La furtivité électromagnétique (y compris thermique et optique, qui sont des manifestations électromagnétiques à des fréquences particulières) est simplement obtenue par le maintien du sous-marin en immersion, l'eau de mer ne permettant pas aux ondes électromagnétiques de se propager à plus de quelques mètres, et par l'absence totale d'indiscrétions (émissions radio, radar, usage du périscope, etc).
La furtivité acoustique est obtenue par la combinaison de plusieurs techniques.
La furtivité vis-à-vis des sonars actifs est obtenue par l'utilisation de revêtements anéchoïques dont la première utilisation eu lieu sur des U-boot durant la seconde guerre puis reprit à partir des années 1970 dans les marines modernes.
La réduction des bruits d'écoulement est obtenue par une coque parfaitement profilée où tous les équipements de servitude sont intégrés au profil ou masqués sous des trappes elles-mêmes intégrées au profil.
La réduction des bruits de propulsion a d'abord été obtenue par la multiplication du nombre de pales de l'hélice et l'optimisation de leur forme (visant à diminuer ou annuler le phénomène de cavitation très bruyant), puis par l'utilisation d'une hélice carénée (pompe-hélice). Le moteur électrique, directement couplé à l'arbre de transmission, est par lui-même considérablement plus silencieux qu'un diesel ou un turbo-propulseur et de plus ne nécessite pas un réducteur dont les roues dentées auraient une signature acoustique caractéristique.
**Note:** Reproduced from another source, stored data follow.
use axum::extract::{Path, Query, State};
use axum::http::StatusCode;
use axum::Json;
use tracing::{info, instrument, warn};

use crate::envelope::Envelope;
use crate::error::ApiError;
use crate::params::RawParam;
use crate::state::AppState;
use crate::users::repo::User;

use super::dto::{
    AddScoreParams, LeaderboardParams, ScoreIdParams, UpdateScoreParams, UserScoresParams,
};
use super::repo::{LeaderboardEntry, Score};

fn parse_score(raw: RawParam) -> Result<i64, ApiError> {
    raw.as_i64()
        .filter(|v| *v >= 0)
        .ok_or_else(|| ApiError::validation("Score must be a positive number"))
}

fn parse_id(raw: RawParam, message: &str) -> Result<i64, ApiError> {
    raw.as_i64()
        .ok_or_else(|| ApiError::validation(message))
}

#[instrument(skip(state, query, body))]
pub async fn add_score(
    State(state): State<AppState>,
    Query(query): Query<AddScoreParams>,
    body: Option<Json<AddScoreParams>>,
) -> Result<(StatusCode, Json<Envelope<Score>>), ApiError> {
    let p = body.map(|Json(b)| b).unwrap_or_default().or(query);
    let (Some(user_id), Some(score)) = (p.user_id, p.score) else {
        return Err(ApiError::validation("User ID and score are required"));
    };
    let score = parse_score(score)?;
    let user_id = parse_id(user_id, "User ID must be a number")?;

    // Explicit existence check before the insert; the FK only backstops the
    // race where the user disappears in between.
    if !User::exists(&state.db, user_id).await? {
        warn!(user_id, "score submitted for unknown user");
        return Err(ApiError::not_found("User not found"));
    }

    let row = Score::insert(&state.db, user_id, score).await?;
    info!(score_id = row.id, user_id, score, "score recorded");
    Ok((
        StatusCode::CREATED,
        Json(Envelope::success("Score recorded successfully", row)),
    ))
}

#[instrument(skip(state, query, body))]
pub async fn get_user_scores(
    State(state): State<AppState>,
    Path(path_user_id): Path<String>,
    Query(query): Query<UserScoresParams>,
    body: Option<Json<UserScoresParams>>,
) -> Result<(StatusCode, Json<Envelope<Vec<Score>>>), ApiError> {
    let p = body
        .map(|Json(b)| b)
        .unwrap_or_default()
        .or(query)
        .or(UserScoresParams {
            user_id: Some(path_user_id.into()),
        });
    let Some(user_id) = p.user_id else {
        return Err(ApiError::validation("User ID is required"));
    };
    let user_id = parse_id(user_id, "User ID must be a number")?;

    if !User::exists(&state.db, user_id).await? {
        return Err(ApiError::not_found("User not found"));
    }

    let scores = Score::list_by_user(&state.db, user_id).await?;
    Ok((
        StatusCode::OK,
        Json(Envelope::success("User scores retrieved", scores)),
    ))
}

#[instrument(skip(state, query, body))]
pub async fn get_score(
    State(state): State<AppState>,
    Path(path_id): Path<String>,
    Query(query): Query<ScoreIdParams>,
    body: Option<Json<ScoreIdParams>>,
) -> Result<(StatusCode, Json<Envelope<Score>>), ApiError> {
    let p = body
        .map(|Json(b)| b)
        .unwrap_or_default()
        .or(query)
        .or(ScoreIdParams {
            id: Some(path_id.into()),
        });
    let Some(id) = p.id else {
        return Err(ApiError::validation("Score ID is required"));
    };
    let id = parse_id(id, "Score ID must be a number")?;

    let score = Score::get(&state.db, id)
        .await?
        .ok_or_else(|| ApiError::not_found("Score not found"))?;
    Ok((
        StatusCode::OK,
        Json(Envelope::success("Score retrieved", score)),
    ))
}

#[instrument(skip(state, query, body))]
pub async fn update_score(
    State(state): State<AppState>,
    Query(query): Query<UpdateScoreParams>,
    body: Option<Json<UpdateScoreParams>>,
) -> Result<(StatusCode, Json<Envelope<Score>>), ApiError> {
    let p = body.map(|Json(b)| b).unwrap_or_default().or(query);
    let (Some(id), Some(score)) = (p.id, p.score) else {
        return Err(ApiError::validation("Score ID and value are required"));
    };
    let score = parse_score(score)?;
    let id = parse_id(id, "Score ID must be a number")?;

    // The owning user is not re-checked here; only the row must exist.
    let row = Score::update(&state.db, id, score)
        .await?
        .ok_or_else(|| ApiError::not_found("Score not found"))?;

    info!(score_id = id, score, "score updated");
    Ok((
        StatusCode::OK,
        Json(Envelope::success("Score updated", row)),
    ))
}

#[instrument(skip(state, query, body))]
pub async fn delete_score(
    State(state): State<AppState>,
    Path(path_id): Path<String>,
    Query(query): Query<ScoreIdParams>,
    body: Option<Json<ScoreIdParams>>,
) -> Result<(StatusCode, Json<Envelope<Score>>), ApiError> {
    let p = body
        .map(|Json(b)| b)
        .unwrap_or_default()
        .or(query)
        .or(ScoreIdParams {
            id: Some(path_id.into()),
        });
    let Some(id) = p.id else {
        return Err(ApiError::validation("Score ID is required"));
    };
    let id = parse_id(id, "Score ID must be a number")?;

    let row = Score::delete(&state.db, id)
        .await?
        .ok_or_else(|| ApiError::not_found("Score not found"))?;

    info!(score_id = id, "score deleted");
    Ok((
        StatusCode::OK,
        Json(Envelope::success("Score deleted", row)),
    ))
}

#[instrument(skip(state, query, body))]
pub async fn get_leaderboard(
    State(state): State<AppState>,
    Query(query): Query<LeaderboardParams>,
    body: Option<Json<LeaderboardParams>>,
) -> Result<(StatusCode, Json<Envelope<Vec<LeaderboardEntry>>>), ApiError> {
    let limit = body
        .map(|Json(b)| b)
        .unwrap_or_default()
        .or(query)
        .resolve_limit();

    let entries = Score::leaderboard(&state.db, limit).await?;
    Ok((
        StatusCode::OK,
        Json(Envelope::success("Leaderboard retrieved", entries)),
    ))
}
Les bruits en provenance de l'intérieur du SNLE sont réduits d'une part à la source, d'autre part en les empêchant d'exciter la coque :
- utilisation préférentielle du courant continu par rapport au courant alternatif,
- refroidissement des appareils électroniques par des drains thermiques refroidis par une circulation lente d'eau plutôt que des radiateurs refroidis par des ventilateurs,
- suspension sur silent blocks de tous les équipements susceptibles d'émettre des vibrations,
- aucun équipement n'est directement fixé à la coque: tous les équipements externes (antennes, etc) sont montés sur silent blocks, tous les équipements internes sont fixés sur un des ponts du navire,
- tous les ponts du navire sont suspendus à la coque par un petit nombre de silent blocks géants,
- un système de surveillance de l'état acoustique permet de détecter toute vibration qui atteint la coque et de localiser son origine,
- …
Des rasoirs particulièrement silencieux auraient même été développés spécialement pour l'équipage de ces sous-marins.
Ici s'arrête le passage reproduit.